▶ _YOUR GOAL_
Please output exactly the part of the records below that opens with the line containing "use crate::error::PipelineError;" and closes with the line containing "pub trait PipelineCallbacks: Send", both lines included, and nothing else.

▶ _INPUT_
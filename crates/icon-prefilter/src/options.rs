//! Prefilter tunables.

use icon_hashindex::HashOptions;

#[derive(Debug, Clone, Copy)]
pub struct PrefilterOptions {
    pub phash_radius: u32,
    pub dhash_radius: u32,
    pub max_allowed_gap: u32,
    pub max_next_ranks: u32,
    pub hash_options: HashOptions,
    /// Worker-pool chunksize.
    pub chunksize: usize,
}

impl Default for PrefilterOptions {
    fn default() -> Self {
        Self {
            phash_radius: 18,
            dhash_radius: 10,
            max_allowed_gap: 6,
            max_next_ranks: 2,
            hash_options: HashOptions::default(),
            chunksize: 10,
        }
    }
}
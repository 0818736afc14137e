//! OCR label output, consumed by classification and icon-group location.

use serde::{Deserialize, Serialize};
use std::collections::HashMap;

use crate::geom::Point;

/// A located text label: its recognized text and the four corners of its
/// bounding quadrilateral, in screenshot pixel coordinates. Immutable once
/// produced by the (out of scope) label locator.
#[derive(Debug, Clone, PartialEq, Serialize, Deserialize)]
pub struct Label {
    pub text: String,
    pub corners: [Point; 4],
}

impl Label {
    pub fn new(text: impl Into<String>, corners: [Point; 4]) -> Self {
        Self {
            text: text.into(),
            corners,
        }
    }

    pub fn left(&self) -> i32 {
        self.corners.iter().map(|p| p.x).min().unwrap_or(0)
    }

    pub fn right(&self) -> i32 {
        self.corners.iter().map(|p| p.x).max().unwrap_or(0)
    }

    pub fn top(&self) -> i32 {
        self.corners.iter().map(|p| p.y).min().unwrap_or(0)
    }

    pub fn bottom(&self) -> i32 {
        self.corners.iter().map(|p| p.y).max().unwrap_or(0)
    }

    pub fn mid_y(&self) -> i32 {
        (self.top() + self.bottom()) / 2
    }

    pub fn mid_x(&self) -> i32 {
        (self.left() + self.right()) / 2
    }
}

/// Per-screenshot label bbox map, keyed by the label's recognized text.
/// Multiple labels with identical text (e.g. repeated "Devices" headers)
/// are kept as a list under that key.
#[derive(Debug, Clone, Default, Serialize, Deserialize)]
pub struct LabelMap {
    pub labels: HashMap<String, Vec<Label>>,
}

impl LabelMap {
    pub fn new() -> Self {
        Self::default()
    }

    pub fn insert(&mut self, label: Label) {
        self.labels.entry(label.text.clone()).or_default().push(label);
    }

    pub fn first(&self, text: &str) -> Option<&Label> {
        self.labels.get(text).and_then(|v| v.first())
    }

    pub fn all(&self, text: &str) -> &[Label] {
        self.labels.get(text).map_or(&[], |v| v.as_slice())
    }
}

...

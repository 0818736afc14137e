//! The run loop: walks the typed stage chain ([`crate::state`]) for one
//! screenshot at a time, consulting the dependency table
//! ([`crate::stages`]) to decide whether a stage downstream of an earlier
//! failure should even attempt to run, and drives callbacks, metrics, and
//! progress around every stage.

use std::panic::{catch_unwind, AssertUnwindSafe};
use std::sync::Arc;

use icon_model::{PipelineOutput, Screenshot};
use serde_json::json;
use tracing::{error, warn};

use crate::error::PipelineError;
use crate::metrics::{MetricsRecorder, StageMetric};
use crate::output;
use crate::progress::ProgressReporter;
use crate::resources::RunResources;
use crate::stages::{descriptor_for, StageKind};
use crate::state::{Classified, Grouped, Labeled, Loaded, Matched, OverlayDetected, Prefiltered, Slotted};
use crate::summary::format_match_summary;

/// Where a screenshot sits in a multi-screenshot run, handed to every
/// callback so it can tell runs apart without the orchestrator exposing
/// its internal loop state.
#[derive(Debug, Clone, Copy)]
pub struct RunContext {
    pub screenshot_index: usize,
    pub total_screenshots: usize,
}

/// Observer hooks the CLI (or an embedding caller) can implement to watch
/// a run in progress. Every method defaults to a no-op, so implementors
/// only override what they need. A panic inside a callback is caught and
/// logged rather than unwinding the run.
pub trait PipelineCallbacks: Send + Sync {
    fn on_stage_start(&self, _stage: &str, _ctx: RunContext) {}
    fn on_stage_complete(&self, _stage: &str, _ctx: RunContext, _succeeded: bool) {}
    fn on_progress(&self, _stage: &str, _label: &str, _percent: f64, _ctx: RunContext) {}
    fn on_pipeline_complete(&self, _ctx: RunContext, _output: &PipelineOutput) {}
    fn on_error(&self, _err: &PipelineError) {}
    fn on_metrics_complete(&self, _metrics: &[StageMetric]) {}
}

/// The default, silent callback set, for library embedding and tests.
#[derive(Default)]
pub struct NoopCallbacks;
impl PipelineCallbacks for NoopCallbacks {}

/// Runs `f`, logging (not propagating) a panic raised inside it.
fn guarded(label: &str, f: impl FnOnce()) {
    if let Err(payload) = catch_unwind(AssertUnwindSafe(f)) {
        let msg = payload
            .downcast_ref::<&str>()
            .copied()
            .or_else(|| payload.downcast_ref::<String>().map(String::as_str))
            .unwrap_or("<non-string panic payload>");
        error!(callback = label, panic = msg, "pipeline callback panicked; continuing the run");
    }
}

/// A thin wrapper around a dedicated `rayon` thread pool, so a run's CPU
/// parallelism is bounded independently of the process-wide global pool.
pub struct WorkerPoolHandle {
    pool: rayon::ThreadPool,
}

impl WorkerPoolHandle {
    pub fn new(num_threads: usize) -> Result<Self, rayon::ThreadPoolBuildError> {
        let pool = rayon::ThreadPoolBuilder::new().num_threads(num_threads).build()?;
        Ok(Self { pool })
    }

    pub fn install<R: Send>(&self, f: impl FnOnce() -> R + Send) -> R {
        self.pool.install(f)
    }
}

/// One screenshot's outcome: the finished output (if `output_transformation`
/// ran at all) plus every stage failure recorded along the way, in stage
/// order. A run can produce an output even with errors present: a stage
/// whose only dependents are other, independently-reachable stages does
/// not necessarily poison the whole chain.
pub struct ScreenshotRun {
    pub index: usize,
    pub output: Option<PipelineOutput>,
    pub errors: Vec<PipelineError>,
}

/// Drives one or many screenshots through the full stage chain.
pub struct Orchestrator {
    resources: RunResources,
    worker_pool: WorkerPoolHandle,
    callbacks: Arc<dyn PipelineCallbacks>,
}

==

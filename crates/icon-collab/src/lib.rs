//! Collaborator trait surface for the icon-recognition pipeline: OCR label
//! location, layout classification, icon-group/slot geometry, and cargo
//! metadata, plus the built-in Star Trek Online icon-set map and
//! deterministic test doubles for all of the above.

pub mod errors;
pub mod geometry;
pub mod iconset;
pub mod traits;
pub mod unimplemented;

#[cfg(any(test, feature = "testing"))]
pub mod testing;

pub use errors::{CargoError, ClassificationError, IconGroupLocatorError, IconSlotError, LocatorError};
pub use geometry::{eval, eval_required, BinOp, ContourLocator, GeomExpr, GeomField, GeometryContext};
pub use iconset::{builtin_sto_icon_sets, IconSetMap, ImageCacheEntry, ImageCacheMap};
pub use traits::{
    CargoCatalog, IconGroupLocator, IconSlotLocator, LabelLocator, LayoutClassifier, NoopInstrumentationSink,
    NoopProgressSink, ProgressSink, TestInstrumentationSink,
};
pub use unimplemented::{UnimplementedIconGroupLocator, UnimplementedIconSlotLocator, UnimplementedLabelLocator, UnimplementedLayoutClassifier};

▶ _RESPONSE_
use crate::error::PipelineError;
use crate::metrics::{MetricsRecorder, StageMetric};
use crate::output;
use crate::progress::ProgressReporter;
use crate::resources::RunResources;
use crate::stages::{descriptor_for, StageKind};
use crate::state::{Classified, Grouped, Labeled, Loaded, Matched, OverlayDetected, Prefiltered, Slotted};
use crate::summary::format_match_summary;

/// Where a screenshot sits in a multi-screenshot run, handed to every
/// callback so it can tell runs apart without the orchestrator exposing
/// its internal loop state.
#[derive(Debug, Clone, Copy)]
pub struct RunContext {
    pub screenshot_index: usize,
    pub total_screenshots: usize,
}

/// Observer hooks the CLI (or an embedding caller) can implement to watch
/// a run in progress. Every method defaults to a no-op, so implementors
/// only override what they need. A panic inside a callback is caught and
/// logged rather than unwinding the run.
pub trait PipelineCallbacks: Send + Sync {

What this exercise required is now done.